|Publication number||US4646921 A|
|Application number||US 06/761,368|
|Publication date||Mar 3, 1987|
|Filing date||Aug 1, 1985|
|Priority date||Aug 1, 1985|
|Publication number||06761368, 761368, US 4646921 A, US 4646921A, US-A-4646921, US4646921 A, US4646921A|
|Inventors||Stanton J. Canter|
|Original Assignee||Diversified Group, Inc.|
|Export Citation||BiBTeX, EndNote, RefMan|
|Patent Citations (15), Referenced by (14), Classifications (5), Legal Events (4)|
|External Links: USPTO, USPTO Assignment, Espacenet|
This invention relates to containers and more particularly to containers usable for packaging articles prior to shipment as well as for displaying the articles at a point of sale.

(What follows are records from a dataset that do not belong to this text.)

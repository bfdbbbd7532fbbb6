//! 简化的配置管理器
//!
//! 提供统一的配置接口，支持文件配置、环境变量和默认值。
//! 优先级：环境变量 > 配置文件 > 默认值

use std::path::{Path, PathBuf};
use std::time::Duration;

use serde::{Deserialize, Serialize};

use super::constants;
use crate::translation::error::{TranslationError, TranslationResult};

/// 翻译服务配置
#[derive(Debug, Clone, Deserialize, Serialize, PartialEq)]
#[serde(default)]
pub struct TranslationConfig {
    // 后端配置
    pub source_lang: String,
    pub api_url: String,
    pub request_timeout_secs: u64,
    pub alternatives: usize,

    // 方向配置
    pub rtl_languages: Vec<String>,

    // 存储配置
    pub cache_path: PathBuf,
    pub languages_path: PathBuf,
    pub text_log_path: PathBuf,

    // 并发配置
    pub max_concurrent_requests: usize,
    pub queue_capacity: usize,
}

impl Default for TranslationConfig {
    fn default() -> Self {
        Self {
            source_lang: constants::DEFAULT_SOURCE_LANG.to_string(),
            api_url: constants::DEFAULT_API_URL.to_string(),
            request_timeout_secs: constants::DEFAULT_REQUEST_TIMEOUT.as_secs(),
            alternatives: constants::DEFAULT_ALTERNATIVES,

            rtl_languages: constants::RTL_LANGUAGES.iter().map(|s| s.to_string()).collect(),

            cache_path: PathBuf::from(constants::DEFAULT_CACHE_PATH),
            languages_path: PathBuf::from(constants::DEFAULT_LANGUAGES_PATH),
            text_log_path: PathBuf::from(constants::DEFAULT_TEXT_LOG_PATH),

            max_concurrent_requests: constants::DEFAULT_MAX_CONCURRENT_REQUESTS,
            queue_capacity: constants::DEFAULT_QUEUE_CAPACITY,
        }
    }
}

impl TranslationConfig {
    /// 验证配置
    pub fn validate(&self) -> TranslationResult<()> {
        let url = url::Url::parse(&self.api_url).map_err(|e| {
            TranslationError::ConfigError(format!("API地址无效 '{}': {}", self.api_url, e))
        })?;
        if url.scheme() != "http" && url.scheme() != "https" {
            return Err(TranslationError::ConfigError(format!(
                "API地址必须使用 http 或 https: {}",
                self.api_url
            )));
        }

        if self.source_lang.trim().is_empty() {
            return Err(TranslationError::ConfigError("源语言不能为空".to_string()));
        }

        if self.request_timeout_secs == 0 {
            return Err(TranslationError::ConfigError("请求超时必须大于0".to_string()));
        }

        if self.max_concurrent_requests == 0 {
            return Err(TranslationError::ConfigError("最大并发数不能为0".to_string()));
        }

        if self.queue_capacity == 0 {
            return Err(TranslationError::ConfigError("缓存队列容量不能为0".to_string()));
        }

        if self.cache_path.as_os_str().is_empty() {
            return Err(TranslationError::ConfigError("缓存文件路径不能为空".to_string()));
        }

        Ok(())
    }

    /// 应用环境变量覆盖
    ///
    /// 只有显式设置的变量才会覆盖；设置了但无法解析的值会作为配置错误返回。
    pub fn apply_env_overrides(&mut self) -> TranslationResult<()> {
        use crate::env::{storage, translation, EnvVar};

        let invalid = |e: crate::env::EnvError| TranslationError::ConfigError(e.to_string());

        if let Some(source_lang) = translation::SourceLang::get_if_set() {
            self.source_lang = source_lang.map_err(invalid)?;
        }

        if let Some(api_url) = translation::ApiUrl::get_if_set() {
            self.api_url = api_url.map_err(invalid)?;
            tracing::info!("环境变量覆盖 API URL: {}", self.api_url);
        }

        if let Some(timeout) = translation::RequestTimeout::get_if_set() {
            self.request_timeout_secs = timeout.map_err(invalid)?.as_secs();
        }

        if let Some(alternatives) = translation::Alternatives::get_if_set() {
            self.alternatives = alternatives.map_err(invalid)?;
        }

        if let Some(max_concurrent) = translation::MaxConcurrentRequests::get_if_set() {
            self.max_concurrent_requests = max_concurrent.map_err(invalid)?;
        }

        if let Some(rtl) = translation::RtlLanguages::get_if_set() {
            self.rtl_languages = rtl.map_err(invalid)?;
        }

        if let Some(path) = storage::CachePath::get_if_set() {
            self.cache_path = PathBuf::from(path.map_err(invalid)?);
        }

        if let Some(path) = storage::LanguagesPath::get_if_set() {
            self.languages_path = PathBuf::from(path.map_err(invalid)?);
        }

        if let Some(path) = storage::TextLogPath::get_if_set() {
            self.text_log_path = PathBuf::from(path.map_err(invalid)?);
        }

        Ok(())
    }

    /// 后端请求超时
    pub fn request_timeout(&self) -> Duration {
        Duration::from_secs(self.request_timeout_secs)
    }
}

/// 简化的配置管理器
pub struct ConfigManager {
    config: TranslationConfig,
}

impl ConfigManager {
    /// 创建新的配置管理器：搜索配置文件并应用环境变量
    pub fn new() -> TranslationResult<Self> {
        let config = Self::load_config()?;
        Self::finish(config)
    }

    /// 使用指定配置文件创建配置管理器
    pub fn from_file<P: AsRef<Path>>(path: P) -> TranslationResult<Self> {
        Self::load_dotenv();
        let config = Self::load_from_file(path.as_ref())?;
        Self::finish(config)
    }

    fn finish(mut config: TranslationConfig) -> TranslationResult<Self> {
        config.apply_env_overrides()?;
        config.validate()?;

        Ok(Self { config })
    }

    /// 取出配置
    pub fn into_config(self) -> TranslationConfig {
        self.config
    }

    /// 从搜索路径加载配置
    fn load_config() -> TranslationResult<TranslationConfig> {
        // 首先尝试加载 .env 文件
        Self::load_dotenv();

        for path in constants::CONFIG_PATHS {
            let expanded_path = shellexpand::tilde(path);
            let candidate = Path::new(expanded_path.as_ref());
            if candidate.exists() {
                tracing::info!("加载配置文件: {}", expanded_path);
                return Self::load_from_file(candidate);
            }
        }

        tracing::info!("未找到配置文件，使用默认配置");
        Ok(TranslationConfig::default())
    }

    /// 从指定文件加载配置
    fn load_from_file(path: &Path) -> TranslationResult<TranslationConfig> {
        let content = std::fs::read_to_string(path).map_err(|e| {
            TranslationError::ConfigError(format!("读取配置文件失败 {}: {}", path.display(), e))
        })?;

        let is_json = path.extension().is_some_and(|ext| ext == "json");
        if is_json {
            serde_json::from_str(&content)
                .map_err(|e| TranslationError::ConfigError(format!("解析JSON配置失败: {}", e)))
        } else {
            toml::from_str(&content)
                .map_err(|e| TranslationError::ConfigError(format!("解析TOML配置失败: {}", e)))
        }
    }

    /// 加载 .env 文件
    fn load_dotenv() {
        let env_files = [".env.local", ".env"];

        for env_file in &env_files {
            if Path::new(env_file).exists() && dotenv::from_filename(env_file).is_ok() {
                tracing::info!("已加载环境变量文件: {}", env_file);
                break;
            }
        }
    }

    /// 生成示例配置文件
    pub fn generate_example_config<P: AsRef<Path>>(path: P) -> TranslationResult<()> {
        let config = TranslationConfig::default();
        let content = toml::to_string_pretty(&config)
            .map_err(|e| TranslationError::ConfigError(format!("序列化配置失败: {}", e)))?;

        std::fs::write(path.as_ref(), content)
            .map_err(|e| TranslationError::ConfigError(format!("写入配置文件失败: {}", e)))?;

        Ok(())
    }
}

Display stands are commonly used to display articles such as magazines and books at the point of sale. Some display stands take the form of wire racks comprising stiff wire elements which are formed into storage compartments. The wire racks are then placed at a desired location and the magazines and books are inserted into the compartments for storage and display. At the end of a predetermined time interval, for example, when subsequent editions of the books are published, the old books are removed from the storage compartments in the rack and the new editions are inserted into their place. This procedure is repeated each time it is desired to replace the old with the new.

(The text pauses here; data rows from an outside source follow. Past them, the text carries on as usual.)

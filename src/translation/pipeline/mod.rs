//! 翻译管道模块
//!
//! 提供前缀拆分和批量翻译

pub mod batch;
pub mod prefix;

// 重新导出主要类型
pub use batch::{BatchOutcome, BatchReport, BatchRunner};
pub use prefix::{reverse_prefix, split_prefix, PrefixedText, SplitRule};
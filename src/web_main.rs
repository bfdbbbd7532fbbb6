//! Web 服务器主程序入口

use civiclens_translate::translation::ConfigManager;
use civiclens_translate::web::{WebConfig, WebServer};

#[tokio::main]
async fn main() -> Result<(), Box<dyn std::error::Error>> {
    civiclens_translate::init_tracing();

    // 解析命令行参数
    let args: Vec<String> = std::env::args().collect();

    let mut web_config = WebConfig::default();
    let mut config_path: Option<String> = None;

    // 简单的命令行参数解析
    let mut i = 1;
    while i < args.len() {
        match args[i].as_str() {
            "--bind" | "-b" => {
                if i + 1 < args.len() {
                    web_config.bind_addr = args[i + 1].clone();
                    i += 2;
                } else {
                    eprintln!("Error: --bind requires an address");
                    std::process::exit(1);
                }
            }
            "--port" | "-p" => {
                if i + 1 < args.len() {
                    web_config.port = args[i + 1].parse().unwrap_or_else(|_| {
                        eprintln!("Error: Invalid port number");
                        std::process::exit(1);
                    });
                    i += 2;
                } else {
                    eprintln!("Error: --port requires a port number");
                    std::process::exit(1);
                }
            }
            "--config" | "-c" => {
                if i + 1 < args.len() {
                    config_path = Some(args[i + 1].clone());
                    i += 2;
                } else {
                    eprintln!("Error: --config requires a path");
                    std::process::exit(1);
                }
            }
            "--help" | "-h" => {
                print_help();
                return Ok(());
            }
            _ => {
                eprintln!("Error: Unknown argument: {}", args[i]);
                print_help();
                std::process::exit(1);
            }
        }
    }

    let manager = match config_path {
        Some(path) => ConfigManager::from_file(path)?,
        None => ConfigManager::new()?,
    };

    let server = WebServer::new(web_config, manager.into_config());
    server.start().await?;

    Ok(())
}

fn print_help() {
    println!("CivicLens Translation Server");
    println!();
    println!("USAGE:");
    println!("    civiclens-web [OPTIONS]");
    println!();
    println!("OPTIONS:");
    println!("    -b, --bind <ADDRESS>     Bind address [default: 127.0.0.1]");
    println!("    -p, --port <PORT>        Port number [default: 5000]");
    println!("    -c, --config <PATH>      Translation config file (TOML or JSON)");
    println!("    -h, --help               Print help information");
    println!();
    println!("EXAMPLES:");
    println!("    civiclens-web");
    println!("    civiclens-web --bind 0.0.0.0 --port 5000");
}
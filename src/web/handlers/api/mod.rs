//! API 处理器

pub mod cache;
pub mod languages;
pub mod texts;
pub mod translation;

pub use cache::*;
pub use languages::*;
pub use texts::*;
pub use translation::*;
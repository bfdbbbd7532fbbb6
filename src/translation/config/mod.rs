//! 翻译配置管理模块
//!
//! 提供简化的配置管理，支持环境变量、配置文件和默认值

pub mod manager;

// 重新导出主要类型
pub use manager::{ConfigManager, TranslationConfig};

/// 配置常量
pub mod constants {
    use std::time::Duration;

    // 默认API设置
    pub const DEFAULT_API_URL: &str = "http://localhost:5000/translate";
    pub const DEFAULT_SOURCE_LANG: &str = "en";
    pub const DEFAULT_REQUEST_TIMEOUT: Duration = Duration::from_secs(10);
    pub const DEFAULT_ALTERNATIVES: usize = 1;
    pub const DEFAULT_MAX_CONCURRENT_REQUESTS: usize = 4;

    // 从右向左书写的目标语言
    pub const RTL_LANGUAGES: &[&str] = &["ar", "fa", "he", "ur"];

    // 存储路径
    pub const DEFAULT_CACHE_PATH: &str = "translations.json";
    pub const DEFAULT_LANGUAGES_PATH: &str = "languages.json";
    pub const DEFAULT_TEXT_LOG_PATH: &str = "logs/texts.log";

    // 缓存工作线程的命令队列容量
    pub const DEFAULT_QUEUE_CAPACITY: usize = 256;

    // 配置文件搜索路径
    pub const CONFIG_PATHS: &[&str] = &[
        "civiclens-translate.toml",
        ".civiclens-translate.toml",
        "~/.config/civiclens/translate.toml",
        "/etc/civiclens/translate.toml",
    ];
}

Although the aforementioned wire racks serve their basic function of storing and displaying the books, such wire racks present a very unattractive appearance. As is well known in the point of sale display art, a pleasant and attractive appearance is important in inducing customers to purchase the displayed articles. Furthermore, it is time consuming and cumbersome to remove the old books and replace then with new books; the traditional procedure being to simply grab as many as possible by hand and remove them from the rack. This procedure is repeated until the rack is empty. The new magazines are likewise inserted piecemeal into the storage compartments of the rack.
In addition to the cumbersome and time consuming nature of the handling required at the point of sale and the unattractive appearance presented to potential customers, the wire racks are either not equipped to display advertising, sales or other promotional information; or if so equipped, such displays are permanent and are difficult, if not impossible, to update or otherwise modify. This is a serious drawback if the rack is used to display ever changing merchandise such as books since updating the displayed information to reflect the latest issue can not be easily accomplished or may not even be possible at all.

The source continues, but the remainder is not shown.